Now it’s working on raising the needed funds for a soft, recycled, pour-in rubber flooring. That will cost $215,000, and the Foundation has about $50,000 toward that goal. The special flooring is “non-negotiable” and will make the playground more accessible, safer, and require less maintenance, Buerman said.

“That would replace the mulch that you would stereotypically see on a playground floor,” she said, adding that the rubber flooring makes it easier to push a wheelchair or stroller, and reduces injury because it’s soft and bouncy.
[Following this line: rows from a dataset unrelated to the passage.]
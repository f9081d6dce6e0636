//! Structural trust list parsing
//!
//! Two levels of scrutiny with different failure owners: a cheap conformity
//! probe answers "is this a trust list document at all" and gates the
//! download stage, while the full parse decodes and schema-checks the body
//! for the parsing stage.

use crate::digest::sha256_hex;
use crate::error::{TlError, TlResult};
use crate::list::{ListPointer, ParsedList, ServiceEntry, SignatureBlock};
use crate::source::SourceKind;
use chrono::{DateTime, Utc};
use serde::Deserialize;

/// Document format version this parser understands
pub const SUPPORTED_FORMAT_VERSION: u32 = 1;

/// Abstract structural parser interface
pub trait ListParser: Send + Sync {
    /// Cheap probe: is this recognizably a trust list document?
    ///
    /// Rejecting here fails the download stage; the content is treated like
    /// an unusable response rather than a decodable-but-invalid list.
    fn check_conformity(&self, bytes: &[u8]) -> TlResult<()>;

    /// Decode a conformant document into a [`ParsedList`]
    ///
    /// Enforces baseline schema compliance: required fields, supported
    /// format version, and the pointer section for list-of-lists sources.
    fn parse(&self, bytes: &[u8], kind: &SourceKind) -> TlResult<ParsedList>;
}

#[derive(Deserialize)]
struct Envelope {
    trust_list: serde_json::Value,
    #[serde(default)]
    signature: Option<SignatureBlock>,
}

#[derive(Deserialize)]
struct ListBody {
    version: u32,
    sequence_number: u64,
    issue_date: DateTime<Utc>,
    #[serde(default)]
    next_update: Option<DateTime<Utc>>,
    services: Vec<ServiceEntry>,
    #[serde(default)]
    pointers: Option<Vec<ListPointer>>,
}

/// Parser for the JSON trust list envelope format
///
/// Documents look like `{ "trust_list": { ... }, "signature": { ... } }`.
/// The canonical body serialization (sorted keys) is digested at parse time
/// so signature checking downstream never re-reads the raw bytes.
#[derive(Debug, Default, Clone)]
pub struct JsonListParser;

impl JsonListParser {
    pub fn new() -> Self {
        Self
    }
}

impl ListParser for JsonListParser {
    fn check_conformity(&self, bytes: &[u8]) -> TlResult<()> {
        let value: serde_json::Value = serde_json::from_slice(bytes)
            .map_err(|_| TlError::NotConformant("not a structured document".to_string()))?;
        match value.get("trust_list") {
            Some(body) if body.is_object() => Ok(()),
            Some(_) => Err(TlError::NotConformant(
                "trust list body is not an object".to_string(),
            )),
            None => Err(TlError::NotConformant(
                "missing trust list body".to_string(),
            )),
        }
    }

    fn parse(&self, bytes: &[u8], kind: &SourceKind) -> TlResult<ParsedList> {
        let envelope: Envelope = serde_json::from_slice(bytes)
            .map_err(|e| TlError::Structural(format!("undecodable envelope: {}", e)))?;

        // Canonical digest of the body as published, before schema checks
        let payload_digest = sha256_hex(&serde_json::to_vec(&envelope.trust_list)?);

        let body: ListBody = serde_json::from_value(envelope.trust_list)
            .map_err(|e| TlError::Structural(format!("invalid trust list body: {}", e)))?;

        if body.version != SUPPORTED_FORMAT_VERSION {
            return Err(TlError::Structural(format!(
                "unsupported format version {}",
                body.version
            )));
        }

        let pointers = match (kind, body.pointers) {
            (SourceKind::Lotl { .. }, Some(pointers)) if !pointers.is_empty() => pointers,
            (SourceKind::Lotl { .. }, _) => {
                return Err(TlError::Structural(
                    "list of lists without pointer section".to_string(),
                ))
            }
            (SourceKind::Tl, pointers) => pointers.unwrap_or_default(),
        };

        Ok(ParsedList {
            sequence_number: body.sequence_number,
            issue_date: body.issue_date,
            next_update: body.next_update,
            services: body.services,
            pointers,
            signature: envelope.signature,
            payload_digest,
        })
    }
}
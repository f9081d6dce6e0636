//! Error types for tlcache
//!
//! All modules use `TlResult<T>` as their return type. Stage failures during
//! a refresh never escape `RefreshJob::refresh()`; they are recorded on the
//! affected cache entry and surface through the summary.

use thiserror::Error;

/// Result type alias for tlcache operations
pub type TlResult<T> = Result<T, TlError>;

/// All errors that can occur in tlcache
#[derive(Error, Debug)]
pub enum TlError {
    // Fetch errors (download stage)
    #[error("Fetch failed for {url}: {reason}")]
    Fetch { url: String, reason: String },

    #[error("Empty content returned for {url}")]
    EmptyContent { url: String },

    #[error("Fetch timed out for {url} after {seconds}s")]
    FetchTimeout { url: String, seconds: u64 },

    // Structural errors (document conformity and parsing stage)
    #[error("Not a trust list document: {0}")]
    NotConformant(String),

    #[error("Malformed trust list document: {0}")]
    Structural(String),

    // Validation processing faults (validation stage)
    #[error("Signature evaluation failed: {0}")]
    Processing(String),

    // Source registry errors
    #[error("Unknown source: {0}")]
    UnknownSource(String),

    #[error("Invalid certificate: {0}")]
    InvalidCertificate(String),

    // Configuration errors
    #[error("Invalid configuration at {path}: {reason}")]
    ConfigInvalid { path: String, reason: String },

    // IO errors
    #[error("IO error: {context}")]
    Io {
        context: String,
        #[source]
        source: std::io::Error,
    },

    // Serialization errors
    #[error("JSON error: {0}")]
    Json(#[from] serde_json::Error),
}

impl TlError {
    /// Create an IO error with context
    pub fn io(context: impl Into<String>, source: std::io::Error) -> Self {
        Self::Io {
            context: context.into(),
            source,
        }
    }

    /// Create a fetch error for a URL
    pub fn fetch(url: impl Into<String>, reason: impl Into<String>) -> Self {
        Self::Fetch {
            url: url.into(),
            reason: reason.into(),
        }
    }

    /// Whether this error belongs to the download stage
    pub fn is_fetch(&self) -> bool {
        matches!(
            self,
            Self::Fetch { .. } | Self::EmptyContent { .. } | Self::FetchTimeout { .. }
        )
    }

    /// Whether the underlying condition may clear on a later refresh
    pub fn is_transient(&self) -> bool {
        matches!(
            self,
            Self::Fetch { .. } | Self::FetchTimeout { .. } | Self::EmptyContent { .. }
        )
    }
}
//! Parsing stage
//!
//! Decodes the current download value into a structured list. Recomputes
//! when the download digest differs from the one that produced the
//! currently held parse, or when the last attempt failed. A structural
//! failure is confined here; the previous good parse stays available
//! downstream.

use crate::cache::CacheEntry;
use crate::list::ParsedList;
use crate::parser::ListParser;
use crate::refresh::StageOutcome;
use crate::source::Source;
use tracing::{debug, warn};

pub(crate) fn run(
    download: &CacheEntry<Vec<u8>>,
    entry: &mut CacheEntry<ParsedList>,
    source: &Source,
    parser: &dyn ListParser,
) -> StageOutcome {
    let (Some(bytes), Some(input_digest)) = (download.current(), download.value_digest()) else {
        return StageOutcome::Skipped;
    };

    if !entry.needs_recompute(input_digest) {
        debug!("Source {} parse input unchanged", source.id);
        return StageOutcome::Unchanged;
    }

    let list = match parser.parse(bytes, &source.kind) {
        Ok(list) => list,
        Err(err) => {
            warn!("Parsing failed for source {}: {}", source.id, err);
            entry.record_error(&err);
            return StageOutcome::Failed;
        }
    };

    let value_digest = match list.digest() {
        Ok(digest) => digest,
        Err(err) => {
            entry.record_error(&err);
            return StageOutcome::Failed;
        }
    };

    let changed = entry.record_value(list, input_digest.to_string(), value_digest);
    if changed {
        debug!("Source {} parsed to a new list", source.id);
        StageOutcome::Updated
    } else {
        StageOutcome::Unchanged
    }
}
Mulch often ends up in kids’ mouths as well, she said.

In addition, those big divots that typically form at the bottom of slides and get filled with rain — or ice, in the winter — will be non-existent, as the flooring is self-draining. “This will be allowed for it to be used all year, which is a benefit,” said Buerman.

The flooring, unlike mulch that needs to be weeded occasionally, will require no maintenance, she said. “We think there are a lot of added bonuses to it.”

The Foundation has added a track around the outside of the playground, which will also be of recycled rubber. It will be ideal for exercise, kids learning to ride a bike or a safe area to run, the Foundation says. 

Shooting for next spring

“We’re hoping for spring of 2024,” Buerman said of the targeted opening for the new playground, noting that the rubber flooring needs to be installed when it’s not too cold outside. “It’s sadly kind of whether-dependent on when that flooring can be put in.”

The Foundation is grateful for the “huge outpouring of love and support from the community,” she said, noting that children have gotten involved as well. “Kids have been doing lemonade stands for this. Some kids have been putting on their birthday invitations, ‘Donate to the playground instead of giving presents,'” she said.

The support is similar to how the community got behind a previous playground that was built at the same site in the ’80s — much of it by local volunteers, as opposed to a professional playground builder.

“Moms told us that they learned to use a skill saw there, or they planted the flowers,” she said. “We always wanted this to mimic that. Sadly, those rules got a little stricter from the ’80s, and rightfully so as we want to be safe. People can’t be part of the actual build, but I’m hoping people still feel like they’re part of it.”